Glancing at Figure 4, it is obvious that as the required number of computations (“difficulty”) has risen, producing bitcoin has become more expensive. It is not a stretch of the imagination to hypothesize that the exponential rise in the difficulty of mining bitcoin has contributed to the exponential rise in price. True, perhaps, but not the complete story. There is another side to this feedback loop. Notice what happened to “difficulty” after the first bitcoin bear market (a 93% drop) in 2010-11. Its inexorable rise came to a two-year long halt until prices recovered. It was only once when the next price bull market began in 2013 that “difficulty” began increasing again. A similar phenomenon occurred in the aftermath of the 2013-15 bitcoin bear market (an 84% decline). There too “difficulty” stagnated until prices began their next bull market. Curiously “difficulty” has not begun to stagnate yet despite a 50% drop in bitcoin prices from their recent highs. The relationship between “difficulty” and price trends suggest that bitcoin may remain in a congested pattern for some time to come.

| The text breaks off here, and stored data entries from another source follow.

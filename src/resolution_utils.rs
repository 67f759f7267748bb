//! Resolution utilities for the m365 CLI client.
//!
//! This module translates human readable identifiers (user principal names,
//! group display names) into directory object ids, and turns the principal
//! options of a command into a [`Principal`].

use crate::auth::Resource;
use crate::error_utils::RemoteError;
use crate::http_utils::{encode_query_parameter, endpoint, ApiRequest, RequestGateway};
use crate::model::{Principal, PrincipalKind};
use async_trait::async_trait;
use serde_json::Value;
use tracing::debug;
use url::Url;

/// Maps names to directory object identifiers.
#[async_trait]
pub trait IdentityResolver: Send + Sync {
    async fn user_id_by_upn(&self, upn: &str) -> Result<String, RemoteError>;
    async fn group_id_by_display_name(&self, display_name: &str) -> Result<String, RemoteError>;
}

/// Resolver backed by Microsoft Graph directory queries.
pub struct GraphIdentityResolver<'a> {
    gateway: &'a dyn RequestGateway,
    graph_url: &'a Url,
}

impl<'a> GraphIdentityResolver<'a> {
    pub fn new(gateway: &'a dyn RequestGateway, graph_url: &'a Url) -> Self {
        Self { gateway, graph_url }
    }

    /// `GET /v1.0/<collection>?$filter=<property> eq '<value>'&$select=id`
    async fn ids_matching(
        &self,
        collection: &str,
        property: &str,
        value: &str,
    ) -> Result<Vec<String>, RemoteError> {
        let mut url = endpoint(self.graph_url, &["v1.0", collection])?;
        // single quotes are escaped by doubling them inside OData literals
        let filter = format!("{} eq '{}'", property, value.replace('\'', "''"));
        url.set_query(Some(&format!(
            "$filter={}&$select=id",
            encode_query_parameter(&filter)
        )));

        let request = ApiRequest::get(Resource::Graph, url)
            .header("accept", "application/json;odata.metadata=none");
        let response = self.gateway.send(request).await?;

        Ok(response
            .get("value")
            .and_then(Value::as_array)
            .map(|items| {
                items
                    .iter()
                    .filter_map(|item| item.get("id").and_then(Value::as_str))
                    .map(str::to_owned)
                    .collect()
            })
            .unwrap_or_default())
    }
}

#[async_trait]
impl<'a> IdentityResolver for GraphIdentityResolver<'a> {
    async fn user_id_by_upn(&self, upn: &str) -> Result<String, RemoteError> {
        debug!("Resolving user id for {}", upn);
        let ids = self.ids_matching("users", "userPrincipalName", upn).await?;

        ids.into_iter().next().ok_or_else(|| {
            RemoteError::NotResolved(format!(
                "The specified user with user name {} does not exist",
                upn
            ))
        })
    }

    async fn group_id_by_display_name(&self, display_name: &str) -> Result<String, RemoteError> {
        debug!("Resolving group id for {}", display_name);
        let ids = self
            .ids_matching("groups", "displayName", display_name)
            .await?;

        match ids.len() {
            0 => Err(RemoteError::NotResolved(format!(
                "The specified group '{}' does not exist.",
                display_name
            ))),
            1 => Ok(ids[0].clone()),
            _ => Err(RemoteError::NotResolved(format!(
                "Multiple groups with name '{}' found: {}.",
                display_name,
                ids.join(",")
            ))),
        }
    }
}

/// The mutually exclusive ways of naming a principal on the command line.
#[derive(Debug, Clone, Default, PartialEq, Eq)]
pub struct PrincipalOptions {
    pub user_id: Option<String>,
    pub user_name: Option<String>,
    pub group_id: Option<String>,
    pub group_name: Option<String>,
}

impl PrincipalOptions {
    /// First supplied value in precedence order, for log messages.
    pub fn display_value(&self) -> Option<&str> {
        self.user_id
            .as_deref()
            .or(self.user_name.as_deref())
            .or(self.group_id.as_deref())
            .or(self.group_name.as_deref())
    }
}

/// Resolves principal options in the order userId > userName > groupId > groupName.
///
/// Ids are trusted verbatim; names cost one directory lookup. The kind is
/// `User` when either user option was used.
pub async fn resolve_principal(
    options: &PrincipalOptions,
    resolver: &dyn IdentityResolver,
) -> Result<Principal, RemoteError> {
    let id = if let Some(user_id) = &options.user_id {
        user_id.clone()
    } else if let Some(user_name) = &options.user_name {
        resolver.user_id_by_upn(user_name).await?
    } else if let Some(group_id) = &options.group_id {
        group_id.clone()
    } else if let Some(group_name) = &options.group_name {
        resolver.group_id_by_display_name(group_name).await?
    } else {
        return Err(RemoteError::NotResolved(
            "No user or group was specified".to_string(),
        ));
    };

    let kind = if options.user_id.is_some() || options.user_name.is_some() {
        PrincipalKind::User
    } else {
        PrincipalKind::Group
    };

    Ok(Principal { id, kind })
}

#[cfg(test)]
mod tests {
    use super::*;
    use serde_json::json;
    use std::sync::Mutex;

    /// Gateway answering every call with the same response.
    struct CannedGateway {
        response: Result<Value, RemoteError>,
        requests: Mutex<Vec<ApiRequest>>,
    }

    impl CannedGateway {
        fn new(response: Result<Value, RemoteError>) -> Self {
            Self {
                response,
                requests: Mutex::new(Vec::new()),
            }
        }
    }

    #[async_trait]
    impl RequestGateway for CannedGateway {
        async fn send(&self, request: ApiRequest) -> Result<Value, RemoteError> {
            self.requests.lock().unwrap().push(request);
            self.response.clone()
        }
    }

    struct PanickingResolver;

    #[async_trait]
    impl IdentityResolver for PanickingResolver {
        async fn user_id_by_upn(&self, _: &str) -> Result<String, RemoteError> {
            panic!("user lookup not expected")
        }
        async fn group_id_by_display_name(&self, _: &str) -> Result<String, RemoteError> {
            panic!("group lookup not expected")
        }
    }

    fn graph_url() -> Url {
        Url::parse("https://graph.microsoft.com").unwrap()
    }

    #[tokio::test]
    async fn test_user_lookup_builds_filter_query() {
        let gateway = CannedGateway::new(Ok(json!({ "value": [ { "id": "u-1" } ] })));
        let url = graph_url();
        let resolver = GraphIdentityResolver::new(&gateway, &url);

        let id = resolver.user_id_by_upn("john.doe@contoso.com").await.unwrap();
        assert_eq!(id, "u-1");

        let requests = gateway.requests.lock().unwrap();
        assert_eq!(requests.len(), 1);
        assert_eq!(
            requests[0].url.as_str(),
            "https://graph.microsoft.com/v1.0/users?$filter=userPrincipalName%20eq%20%27john.doe%40contoso.com%27&$select=id"
        );
        assert_eq!(requests[0].resource, Resource::Graph);
    }

    #[tokio::test]
    async fn test_missing_user_is_reported() {
        let gateway = CannedGateway::new(Ok(json!({ "value": [] })));
        let url = graph_url();
        let resolver = GraphIdentityResolver::new(&gateway, &url);

        let error = resolver.user_id_by_upn("ghost@contoso.com").await.unwrap_err();
        assert_eq!(
            error.to_string(),
            "The specified user with user name ghost@contoso.com does not exist"
        );
    }

    #[tokio::test]
    async fn test_group_lookup_escapes_quotes() {
        let gateway = CannedGateway::new(Ok(json!({ "value": [ { "id": "g-1" } ] })));
        let url = graph_url();
        let resolver = GraphIdentityResolver::new(&gateway, &url);

        resolver.group_id_by_display_name("O'Neil team").await.unwrap();

        let requests = gateway.requests.lock().unwrap();
        assert!(requests[0]
            .url
            .as_str()
            .contains("displayName%20eq%20%27O%27%27Neil%20team%27"));
    }

    #[tokio::test]
    async fn test_ambiguous_group_is_rejected() {
        let gateway = CannedGateway::new(Ok(json!({
            "value": [ { "id": "g-1" }, { "id": "g-2" } ]
        })));
        let url = graph_url();
        let resolver = GraphIdentityResolver::new(&gateway, &url);

        let error = resolver.group_id_by_display_name("Team A").await.unwrap_err();
        assert_eq!(
            error.to_string(),
            "Multiple groups with name 'Team A' found: g-1,g-2."
        );
    }

    #[tokio::test]
    async fn test_lookup_failure_is_propagated() {
        let failure = RemoteError::Transport("connection reset".to_string());
        let gateway = CannedGateway::new(Err(failure.clone()));
        let url = graph_url();
        let resolver = GraphIdentityResolver::new(&gateway, &url);

        let error = resolver.group_id_by_display_name("Team A").await.unwrap_err();
        assert_eq!(error, failure);
    }

    #[tokio::test]
    async fn test_ids_are_trusted_verbatim() {
        let options = PrincipalOptions {
            group_id: Some("2c1ba4c4-cd9b-4417-832f-92a34bc34b2a".to_string()),
            ..Default::default()
        };
        let principal = resolve_principal(&options, &PanickingResolver).await.unwrap();
        assert_eq!(principal.kind, PrincipalKind::Group);
        assert_eq!(principal.id, "2c1ba4c4-cd9b-4417-832f-92a34bc34b2a");
    }

    #[tokio::test]
    async fn test_user_id_takes_precedence() {
        let options = PrincipalOptions {
            user_id: Some("u-1".to_string()),
            group_name: Some("Team A".to_string()),
            ..Default::default()
        };
        let principal = resolve_principal(&options, &PanickingResolver).await.unwrap();
        assert_eq!(
            principal,
            Principal {
                id: "u-1".to_string(),
                kind: PrincipalKind::User
            }
        );
    }
}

Thus, bitcoin supply appears to have at least one similarity with that of energy and metals. When prices fall producers must take measures that cause production costs to stagnate or even fall. While “difficulty” never appears to decline, the cost of computing power has fallen over time by as much as 25% per year. As such, if “difficulty” goes sideways for a year, the actual cost of production probably falls as the amount of energy needed to perform the same number of calculations declines. Just as metals and energy producers find ways to reduce cost after bear markets, the bitcoin mining community appears to do the same.

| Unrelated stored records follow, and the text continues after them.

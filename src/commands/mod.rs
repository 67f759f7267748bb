//! CLI command definitions and argument parsing.
//!
//! This module defines all the CLI commands and their arguments using the clap crate.
//! Each command group lives in its own file; shared names and argument builders
//! are in [`params`].

use clap::{ArgMatches, Command};

pub mod auth;
pub mod completions;
pub mod config;
pub mod flow;
pub mod params;
pub mod planner;

pub use params::{
    COMMAND_ADD, COMMAND_AUTH, COMMAND_CHECKLISTITEM, COMMAND_CLEAR, COMMAND_COMPLETIONS,
    COMMAND_CONFIG, COMMAND_FLOW, COMMAND_GET, COMMAND_OWNER, COMMAND_PATH, COMMAND_PLANNER,
    COMMAND_SET, COMMAND_TASK, COMMAND_TOKEN, PARAMETER_DEBUG, PARAMETER_OUTPUT,
    PARAMETER_VERBOSE,
};

/// Build the complete command tree.
pub fn create_full_command() -> Command {
    Command::new(env!("CARGO_PKG_NAME"))
        .version(env!("CARGO_PKG_VERSION"))
        .author(env!("CARGO_PKG_AUTHORS"))
        .about(env!("CARGO_PKG_DESCRIPTION"))
        .propagate_version(true)
        .subcommand_required(true)
        .arg_required_else_help(true)
        .arg(params::output_parameter())
        .arg(params::pretty_parameter())
        .arg(params::headers_parameter())
        .arg(params::verbose_parameter())
        .arg(params::debug_parameter())
        .subcommand(flow::flow_command())
        .subcommand(planner::planner_command())
        .subcommand(auth::auth_command())
        .subcommand(config::config_command())
        .subcommand(completions::completions_command())
}

/// Parse the process arguments.
///
/// # Returns
///
/// An `ArgMatches` instance containing the parsed command-line arguments.
pub fn create_cli_commands() -> ArgMatches {
    create_full_command().get_matches()
}
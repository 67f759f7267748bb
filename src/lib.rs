//! The m365 CLI client library.
//!
//! This crate provides the core functionality for the m365 CLI client, which
//! manages Microsoft 365 resources through Microsoft Graph and Azure Resource
//! Manager: Power Automate flow permissions and Planner task checklists.
//!
//! # Modules
//!
//! - `actions`: Command implementations (validate, resolve, request, render)
//! - `auth`: Access token lookup
//! - `cli`: Dispatch from parsed arguments to actions
//! - `commands`: CLI command definitions
//! - `configuration`: Configuration management
//! - `error_utils`: Remote errors and message unwrapping
//! - `format`: Output rendering for json, text and csv
//! - `http_utils`: Request description and the HTTP gateway
//! - `model`: Payloads exchanged with the APIs
//! - `resolution_utils`: User and group name resolution
//! - `validation`: Option sets and validators

pub mod actions;
pub mod auth;
pub mod cli;
pub mod commands;
pub mod configuration;
pub mod error;
pub mod error_utils;
pub mod exit_codes;
pub mod format;
pub mod http_utils;
pub mod keyring;
pub mod model;
pub mod param_utils;
pub mod resolution_utils;
pub mod validation;
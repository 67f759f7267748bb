//! Custom exit codes for the m365 application
//!
//! Each failure class maps to a distinct exit code so that scripts can tell a
//! rejected invocation apart from a failed remote call.

/// Exit codes reported by `m365`
///
/// These codes follow the BSD sysexits.h conventions where possible:
/// - 0: Success
/// - 64-78: Standard exit codes from sysexits.h
/// - 100+: Custom application-specific codes
#[derive(Debug, Clone, Copy, PartialEq, Eq)]
pub enum M365ExitCode {
    /// Success (0) - Command completed successfully
    Success = 0,

    /// Command line usage error (64) - invalid or conflicting options
    UsageError = 64,

    /// Data format error (65) - output could not be rendered
    DataError = 65,

    /// Internal software error (70) - Unexpected application error
    SoftwareError = 70,

    /// Configuration error (78) - Application configuration issue
    ConfigError = 78,

    /// Authentication error (100) - no usable access token
    AuthError = 100,

    /// API error (102) - Remote API returned an error
    ApiError = 102,
}

impl M365ExitCode {
    /// Convert to numeric exit code
    pub fn code(&self) -> i32 {
        *self as i32
    }
}

impl From<M365ExitCode> for i32 {
    fn from(code: M365ExitCode) -> Self {
        code.code()
    }
}
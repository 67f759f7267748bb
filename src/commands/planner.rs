//! Planner command definitions.

use crate::actions::CommandName;
use crate::commands::params::{
    flag_parameter, COMMAND_ADD, COMMAND_CHECKLISTITEM, COMMAND_PLANNER, COMMAND_TASK,
    PARAMETER_IS_CHECKED, PARAMETER_TASK_ID, PARAMETER_TITLE,
};
use clap::{Arg, Command};

/// Create the planner command with all its subcommands.
pub fn planner_command() -> Command {
    Command::new(COMMAND_PLANNER)
        .about("Manage Microsoft Planner")
        .subcommand_required(true)
        .subcommand(
            Command::new(COMMAND_TASK)
                .about("Manage Planner tasks")
                .subcommand_required(true)
                .subcommand(
                    Command::new(COMMAND_CHECKLISTITEM)
                        .about("Manage the checklist of a Planner task")
                        .subcommand_required(true)
                        .subcommand(
                            Command::new(COMMAND_ADD)
                                .about(CommandName::PlannerTaskChecklistItemAdd.description())
                                .arg(
                                    Arg::new(PARAMETER_TASK_ID)
                                        .short('i')
                                        .long(PARAMETER_TASK_ID)
                                        .num_args(1)
                                        .required(true)
                                        .help("ID of the task"),
                                )
                                .arg(
                                    Arg::new(PARAMETER_TITLE)
                                        .short('t')
                                        .long(PARAMETER_TITLE)
                                        .num_args(1)
                                        .required(true)
                                        .help("Title of the checklist item"),
                                )
                                .arg(flag_parameter(
                                    PARAMETER_IS_CHECKED,
                                    "Mark the new checklist item as checked",
                                )),
                        ),
                ),
        )
}
//! Account endpoints: signup, login, finalize, user lookup.

use anang_core::entities::{AccountSummary, User};
use serde::{Deserialize, Serialize};

use crate::http::{self, Messages};
use crate::{ApiClient, ApiError};

const SIGNUP: Messages = Messages {
    fallback: "Sign up failed",
    by_status: &[(409, "Email already registered"), (400, "Invalid request")],
};

const LOGIN: Messages = Messages {
    fallback: "Login failed",
    by_status: &[(401, "Invalid credentials")],
};

const FINALIZE: Messages = Messages {
    fallback: "Failed to create account",
    by_status: &[
        (400, "Please submit your business details first."),
        (409, "Account already exists. Please log in."),
    ],
};

const GET_USER: Messages = Messages {
    fallback: "Failed to load user",
    by_status: &[],
};

/// Email + password body shared by signup, login and finalize.
#[derive(Debug, Clone, Serialize)]
pub struct Credentials<'a> {
    pub email: &'a str,
    pub password: &'a str,
}

impl<'a> Credentials<'a> {
    /// Email is trimmed; the password is sent as typed.
    #[must_use]
    pub fn new(email: &'a str, password: &'a str) -> Self {
        Self {
            email: email.trim(),
            password,
        }
    }
}

/// Successful login: the user plus an opaque session token.
#[derive(Debug, Clone, PartialEq, Eq)]
pub struct LoginResponse {
    pub user: User,
    pub token: String,
    /// The flat account record, when the backend sent one.
    pub account: Option<AccountSummary>,
}

/// Prefix of the token synthesized for backends that return no token.
pub const SYNTHETIC_TOKEN_PREFIX: &str = "session:";

#[derive(Deserialize)]
#[serde(untagged)]
enum LoginPayload {
    Envelope { user: User, token: String },
    Flat(AccountSummary),
}

/// A session needs both a user email and a token; anything less would be
/// dropped again when the stored session is read back.
impl TryFrom<LoginPayload> for LoginResponse {
    type Error = ApiError;

    fn try_from(payload: LoginPayload) -> Result<Self, Self::Error> {
        let login = match payload {
            LoginPayload::Envelope { user, token } => Self {
                user,
                token,
                account: None,
            },
            LoginPayload::Flat(account) => Self {
                user: User::from_account(&account),
                token: format!("{SYNTHETIC_TOKEN_PREFIX}{}", account.email.trim()),
                account: Some(account),
            },
        };
        if login.user.email.trim().is_empty() {
            return Err(ApiError::Decode("login response has no user email".into()));
        }
        if login.token.trim().is_empty() {
            return Err(ApiError::Decode("login response has no session token".into()));
        }
        Ok(login)
    }
}

impl ApiClient {
    /// Create an account with email and password.
    ///
    /// # Errors
    ///
    /// [`ApiError::Conflict`] when the email is registered,
    /// [`ApiError::Precondition`] for invalid input.
    pub async fn signup(&self, email: &str, password: &str) -> Result<AccountSummary, ApiError> {
        let url = self.url("/api/signup");
        tracing::debug!(%url, "POST signup");
        let resp = http::send(self.http.post(&url).json(&Credentials::new(email, password))).await?;
        http::json(resp, &SIGNUP).await
    }

    /// Authenticate. Accepts both the `{user, token}` envelope and the flat
    /// account record.
    ///
    /// # Errors
    ///
    /// [`ApiError::Auth`] on invalid credentials, [`ApiError::Network`] when
    /// the server is unreachable.
    pub async fn login(&self, email: &str, password: &str) -> Result<LoginResponse, ApiError> {
        let url = self.url("/api/login");
        tracing::debug!(%url, "POST login");
        let resp = http::send(self.http.post(&url).json(&Credentials::new(email, password))).await?;
        let payload: LoginPayload = http::json(resp, &LOGIN).await?;
        LoginResponse::try_from(payload)
    }

    /// Create the login for an already-submitted application.
    ///
    /// # Errors
    ///
    /// [`ApiError::Precondition`] when no application exists,
    /// [`ApiError::Conflict`] when the account exists.
    pub async fn finalize_account(
        &self,
        email: &str,
        password: &str,
    ) -> Result<AccountSummary, ApiError> {
        let url = self.url("/api/finalize-account");
        tracing::debug!(%url, "POST finalize-account");
        let resp = http::send(self.http.post(&url).json(&Credentials::new(email, password))).await?;
        http::json(resp, &FINALIZE).await
    }

    /// Progress and review status for a user.
    ///
    /// # Errors
    ///
    /// Returns [`ApiError`] on any non-success status.
    pub async fn get_user(&self, email: &str) -> Result<AccountSummary, ApiError> {
        let url = format!(
            "{}?email={}",
            self.url("/api/user"),
            urlencoding::encode(email)
        );
        tracing::debug!(%url, "GET user");
        let resp = http::send(self.http.get(&url)).await?;
        http::json(resp, &GET_USER).await
    }
}

#[cfg(test)]
mod tests {
    use super::*;
    use anang_core::enums::ApprovalStatus;
    use pretty_assertions::assert_eq;

    #[test]
    fn envelope_payload_keeps_token() {
        let payload: LoginPayload = serde_json::from_str(
            r#"{"user":{"id":"u1","email":"a@b.ca","name":"a"},"token":"tok_1"}"#,
        )
        .unwrap();
        let login = LoginResponse::try_from(payload).unwrap();
        assert_eq!(login.token, "tok_1");
        assert_eq!(login.user.id, "u1");
        assert!(login.account.is_none());
    }

    #[test]
    fn flat_payload_synthesizes_token() {
        let payload: LoginPayload = serde_json::from_str(
            r#"{"email":"sage@cafe.ca","business_name":"Sage Café","name":"","progress":3,"status":"pending_review","is_verified":false}"#,
        )
        .unwrap();
        let login = LoginResponse::try_from(payload).unwrap();
        assert_eq!(login.token, "session:sage@cafe.ca");
        assert_eq!(login.user.id, "sage@cafe.ca");
        assert_eq!(login.user.name, "sage");
        assert_eq!(login.user.status, Some(ApprovalStatus::PendingReview));
        assert_eq!(login.user.business_name.as_deref(), Some("Sage Café"));
    }

    #[test]
    fn envelope_without_token_or_email_is_rejected() {
        for body in [
            r#"{"user":{"id":"","email":"","name":""},"token":""}"#,
            r#"{"user":{"id":"u1","email":"a@b.ca","name":"a"},"token":"  "}"#,
            r#"{"user":{"id":"u1","email":"","name":"a"},"token":"tok_1"}"#,
        ] {
            let payload: LoginPayload = serde_json::from_str(body).unwrap();
            let err = LoginResponse::try_from(payload).unwrap_err();
            assert!(matches!(err, ApiError::Decode(_)), "{body}");
        }
    }

    #[test]
    fn credentials_trim_email_only() {
        let creds = Credentials::new("  a@b.ca ", " pw ");
        assert_eq!(creds.email, "a@b.ca");
        assert_eq!(creds.password, " pw ");
    }
}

One last comment on supply before we move on to demand: it has long been rumored that the founding community of bitcoin controls something in the order of 3-5 million coins. If this is true, in theory higher prices could (and probably would) encourage them to part with their coins in exchange for fiat currencies or other assets. When one takes this into account, bitcoin supply might not be perfectly inelastic in the very short term. A similar phenomenon exists in precious metals. When prices rise, we see an increase in the recycling of gold and silver (secondary supply). What is interesting, however, is that that recycling appears to respond to price but does not drive prices. For gold and silver, the only supply that appears to drive price is mining supply. Likewise, if an existing holder of bitcoin liquidates some or all of her holdings, this increases its short-term availability but does nothing to influence its total long-run supply, and in that sense, is more like a temporary inventory adjustment.

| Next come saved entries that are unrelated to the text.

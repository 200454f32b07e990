//! The session store: the single owner of the current [`Session`].

use std::sync::Arc;

use anang_api::ApiClient;
use anang_core::entities::{AccountSummary, Session, User};
use tokio::sync::watch;

use crate::error::AuthError;
use crate::records;
use crate::storage::SessionStorage;

/// Holds the current session, persists it, and broadcasts changes.
///
/// The session is only ever replaced as a whole, by [`Self::login`],
/// [`Self::signup`] or [`Self::logout`].
pub struct SessionStore {
    api: ApiClient,
    storage: Arc<dyn SessionStorage>,
    state: watch::Sender<Session>,
}

impl SessionStore {
    /// Create a store, hydrating from durable storage.
    #[must_use]
    pub fn new(api: ApiClient, storage: Arc<dyn SessionStorage>) -> Self {
        let initial = records::load_session(storage.as_ref());
        tracing::debug!(authenticated = initial.is_authenticated(), "session hydrated");
        let (state, _) = watch::channel(initial);
        Self {
            api,
            storage,
            state,
        }
    }

    #[must_use]
    pub fn api(&self) -> &ApiClient {
        &self.api
    }

    #[must_use]
    pub fn storage(&self) -> &dyn SessionStorage {
        self.storage.as_ref()
    }

    /// Snapshot of the current session.
    #[must_use]
    pub fn current(&self) -> Session {
        self.state.borrow().clone()
    }

    /// The signed-in user.
    ///
    /// # Errors
    ///
    /// Returns [`AuthError::NotAuthenticated`] when anonymous.
    pub fn require_user(&self) -> Result<User, AuthError> {
        self.state
            .borrow()
            .user()
            .cloned()
            .ok_or(AuthError::NotAuthenticated)
    }

    /// Receiver that observes every session replacement.
    #[must_use]
    pub fn subscribe(&self) -> watch::Receiver<Session> {
        self.state.subscribe()
    }

    /// Authenticate and replace the session.
    ///
    /// On failure the current session is left untouched.
    ///
    /// # Errors
    ///
    /// [`AuthError::Validation`] for empty input (nothing is sent), or the
    /// wrapped [`anang_api::ApiError`].
    pub async fn login(&self, email: &str, password: &str) -> Result<Session, AuthError> {
        let email = email.trim();
        if email.is_empty() || password.is_empty() {
            return Err(AuthError::Validation(
                "Email and password are required.".into(),
            ));
        }
        let login = self.api.login(email, password).await?;
        let account = login
            .account
            .unwrap_or_else(|| account_from_user(&login.user));
        let session = Session::Authenticated {
            user: login.user,
            token: login.token,
        };
        self.persist(&session, Some(&account));
        self.state.send_replace(session.clone());
        tracing::debug!(email, "signed in");
        Ok(session)
    }

    /// Create an account, then sign in with the same credentials.
    ///
    /// # Errors
    ///
    /// [`AuthError::Validation`] for empty input, or the wrapped
    /// [`anang_api::ApiError`] from either call.
    pub async fn signup(&self, email: &str, password: &str) -> Result<Session, AuthError> {
        if email.trim().is_empty() || password.is_empty() {
            return Err(AuthError::Validation(
                "Email and password are required.".into(),
            ));
        }
        self.api.signup(email, password).await?;
        self.login(email, password).await
    }

    /// Drop the session and clear durable storage.
    ///
    /// # Errors
    ///
    /// Returns [`AuthError::Storage`] if the stored records cannot be
    /// removed. The in-memory session is anonymous either way.
    pub fn logout(&self) -> Result<(), AuthError> {
        self.state.send_replace(Session::Anonymous);
        records::save_session(self.storage.as_ref(), &Session::Anonymous)?;
        records::save_stored_user(self.storage.as_ref(), None)?;
        tracing::debug!("signed out");
        Ok(())
    }

    fn persist(&self, session: &Session, account: Option<&AccountSummary>) {
        if let Err(e) = records::save_session(self.storage.as_ref(), session) {
            tracing::warn!(error = %e, "session is active but could not be persisted");
        }
        if let Err(e) = records::save_stored_user(self.storage.as_ref(), account) {
            tracing::warn!(error = %e, "could not persist user record");
        }
    }
}

fn account_from_user(user: &User) -> AccountSummary {
    AccountSummary {
        email: user.email.clone(),
        name: Some(user.name.clone()).filter(|n| !n.is_empty()),
        business_name: user.business_name.clone(),
        progress: None,
        status: user.status,
        is_verified: false,
    }
}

While bitcoin supply is extremely transparent, bitcoin demand is rather opaque. That said, there are a few quantifiable items that we do know about bitcoin demand. First, we have a pretty good idea of the number of bitcoin transactions performed each day. Secondly, and more importantly, it appears that fluctuations in bitcoin transaction costs play a major role in determining price corrections.
There appears to be a loose relationship between the growth rate of transactions and the rise/decline in price. For example, the number of transactions stopped growing in 2012, about one year before bitcoin’s 2013 peak and bear market. It began to rise again in 2014 before bitcoin prices began to recover in earnest but has been stagnating since the end of 2016 (Figures 5 and 6), perhaps foreshadowing the recent correction. What is particularly striking about the most recent correction is that the number of transactions have not risen as prices have fallen as they did during the December 2013-January 2015 bear market. During the two previous bull markets, the number of transactions began rising well in advance of the actual rally in bitcoin prices. Towards the end of the two previous bull markets, prices soared as the number of transactions stopped rising.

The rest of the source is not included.